Oh yes, the hot dog aspect. I didn’t have any hot dogs, but I did have some turkey kielbasa, so I took about half of a package, diced it, and folded it into the mixture just before putting the casserole into the oven.

Kitchen Sink Mac and Cheese, as with every recipe of this type, starts with a bechamel sauce, into which the cheeses are melted until you have a nice, thick, satin-smooth sauce. Toss with boiled pasta, add your supplemental ingredients, top with bread crumbs, and set into the oven for about 30 minutes.

The results of my hodgepodge approach were surprisingly tasty, and quite photogenic. The sauce was far from bland, which avoided the cardinal sin of most single-cheese preparations – the bleu cheese added sharpness, the cheddar contributed body, and the romano possessed a salty aspect that brought out the best in everything else. The rest of the ingredients presented a nice contrast of textures – kale holds up well under cooking, so it doesn’t disintegrate into nothingness like spinach and still retains some crunch, and kale’s bitterness presents a nice counterpoint to the sweetness of the cherry tomatoes, which were little mini-explosions of fresh tomato flavor whenever you encountered them on a fork.

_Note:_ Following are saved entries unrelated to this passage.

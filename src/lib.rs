pub mod config;
pub mod ledger;
pub mod logging;
pub mod member;
pub mod runtime;
pub mod setup;
pub mod value;
use miette::Diagnostic;

pub use config::{MockBehavior, MockConfig};
pub use ledger::{Interactions, Invocation, InvocationLedger, Monitor, MonitorResult};
pub use member::{InteractionKind, MemberId, MemberKind};
pub use runtime::defaults::{
    DefaultRequest, DefaultValueGenerator, DefaultValues, NullDefaults, TypeDefaults,
};
pub use runtime::indexer_store::IndexerValueStore;
pub use runtime::mocking::{DispatchOutcome, Mock, SubscriptionId};
pub use setup::{
    ArgMatcher, CallBase, CallbackContext, CallbackGate, GatedCallback, ParameterMatcher,
    Response, ResponseSequencer, Setup, SetupId, SetupRegistry, Thrown,
};
pub use value::{FromValue, Value};

/// Result type alias for the dispatch core
pub type Result<T> = std::result::Result<T, MockError>;

/// Error types raised by the dispatch core
#[derive(Debug, thiserror::Error, Diagnostic)]
pub enum MockError {
    #[error("No setup found for {member} and the mock is strict")]
    #[diagnostic(
        code(mock::not_setup),
        help("Register a setup for this member, or construct the mock with `throw_when_not_setup = false`.")
    )]
    NotSetup { member: String },

    #[error("A setup for {member} is already registered")]
    #[diagnostic(
        code(mock::duplicate_setup),
        help("Properties and events accept a single setup per name. Configure the existing setup instead.")
    )]
    DuplicateSetup { member: String },

    #[error("The setup for {member} is already initialized")]
    #[diagnostic(
        code(mock::already_initialized),
        help("`initialize_with` may only be called once per property or indexer setup.")
    )]
    AlreadyInitialized { member: String },

    #[error("The registered response of type {actual} is not compatible with the requested type {expected}")]
    #[diagnostic(
        code(mock::type_mismatch),
        help("Register responses whose type matches the type requested by the caller.")
    )]
    TypeMismatch {
        expected: &'static str,
        actual: &'static str,
    },

    #[error("A monitor session is already running on this mock")]
    #[diagnostic(
        code(mock::monitor_already_running),
        help("Stop the running session before starting a new one.")
    )]
    MonitorAlreadyRunning,

    #[error("No monitor session is running on this mock")]
    #[diagnostic(code(mock::monitor_not_running))]
    MonitorNotRunning,

    #[error("Invalid parameter matcher: {0}")]
    #[diagnostic(code(mock::invalid_matcher))]
    InvalidMatcher(String),

    #[error("Configuration error: {0}")]
    #[diagnostic(
        code(mock::config_error),
        help("Check that the configuration file exists and is valid TOML.")
    )]
    Config(String),

    /// An error produced by a registered `throws` response, passed through unchanged.
    #[error(transparent)]
    Thrown(#[from] Thrown),
}

impl MockError {
    /// The user error carried by a `throws` response, if this is one.
    pub fn thrown(&self) -> Option<&Thrown> {
        match self {
            MockError::Thrown(thrown) => Some(thrown),
            _ => None,
        }
    }
}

Plus, hey, kielbasa chunks!

Kitchen Sink Mac and Cheese

4 Tbs butter
1/4 cup flour
2 cups milk

Splash of hot sauce
4oz sharp cheddar, cubed
Small bit of bleu cheese, about 3 or 4 Tbs
1 cup grated romano cheese

16oz penne, rigatoni, or some other tube-shaped pasta

16oz kale, washed and chopped (available in bags for convenience)

8oz kielbasa, cubed

Handful of cherry tomatoes, halved

Bread crumbs (two slices of bread spun in a food processor)

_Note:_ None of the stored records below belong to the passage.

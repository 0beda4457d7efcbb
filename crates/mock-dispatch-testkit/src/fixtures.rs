use mock_dispatch::{Mock, MockError, Value};
use serde_json::Value as Json;

#[derive(Debug, thiserror::Error)]
pub enum FixtureError {
    #[error("Fixture must be a JSON object, got {0}")]
    NotAnObject(String),

    #[error(transparent)]
    Mock(#[from] MockError),
}

/// Seeds mock state from JSON documents.
pub struct FixtureLoader;

impl FixtureLoader {
    /// Register one initialized property setup per key of `json`.
    pub fn populate_properties(mock: &Mock, json: &Json) -> Result<usize, FixtureError> {
        let object = json
            .as_object()
            .ok_or_else(|| FixtureError::NotAnObject(json.to_string()))?;
        for (name, value) in object {
            mock.setup_property(name)?
                .initialize_with(Value::from_json(value))?;
        }
        Ok(object.len())
    }

    /// Write one indexer slot per key of `json`.
    ///
    /// Keys become single string arguments. A key holding a JSON array of the
    /// form `[[k1, k2, ...], value]` under `"$slots"` writes multi-argument slots.
    pub fn populate_indexer(mock: &Mock, indexer: &str, json: &Json) -> Result<usize, FixtureError> {
        let object = json
            .as_object()
            .ok_or_else(|| FixtureError::NotAnObject(json.to_string()))?;
        let store = mock.indexer_store(indexer);
        let mut written = 0;
        for (key, value) in object {
            if key == "$slots" {
                for slot in value.as_array().into_iter().flatten() {
                    if let Some([Json::Array(parts), value]) = slot.as_array().map(Vec::as_slice) {
                        let parts: Vec<Value> = parts.iter().map(Value::from_json).collect();
                        store.update(&parts, Value::from_json(value));
                        written += 1;
                    }
                }
                continue;
            }
            store.update(&[Value::str(key)], Value::from_json(value));
            written += 1;
        }
        Ok(written)
    }
}
use crate::utils::key_tuple;
use mock_dispatch::{IndexerValueStore, Value};
use proptest::prelude::*;

proptest! {
    #[test]
    fn test_update_wins_over_later_factory(key in key_tuple(), first in any::<i64>(), written in any::<i64>()) {
        let store = IndexerValueStore::new();
        prop_assert_eq!(store.get_or_create(&key, || Value::from(first)), Value::from(first));
        store.update(&key, Value::from(written));
        prop_assert_eq!(store.get_or_create(&key, || Value::Null), Value::from(written));
        prop_assert_eq!(store.len(), 1);
    }

    #[test]
    fn test_distinct_keys_do_not_interfere(a in key_tuple(), b in key_tuple()) {
        prop_assume!(a != b);
        let store = IndexerValueStore::new();
        store.update(&a, Value::from("a"));
        store.update(&b, Value::from("b"));
        prop_assert_eq!(store.get(&a), Some(Value::from("a")));
        prop_assert_eq!(store.get(&b), Some(Value::from("b")));
    }
}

Preheat the oven to 350 degrees, set out a casserole dish, and boil and drain your pasta according to the directions on the box.

Make the sauce by melting the butter in a large pot over medium heat. When the butter has fully melted, add the flour and whisk continuously. You’ll begin with a thick flour-butter paste that will loosen as it cooks. Continue to cook the roux until it toasts to a light brown color, then whisk in the milk until the sauce is smooth and uniform. Bring the mixture to a simmer, then add the cheeses, whisking until everything has melted. Splash in the hot sauce, then taste and adjust with salt, pepper, and more hot sauce.

Add the chopped kale to the sauce – it will look like a lot of kale, but it will wilt quickly as you fold it in. Once the kale has been incorporated, add the cherry tomatoes and the kielbasa, then fold in the pasta.

Turn the mixture into the casserole, then top with bread crumbs. Set the casserole dish on a cookie sheet (to catch spillage) and bake on the center rack of the oven for thirty minutes. Let sit for ten minutes before serving.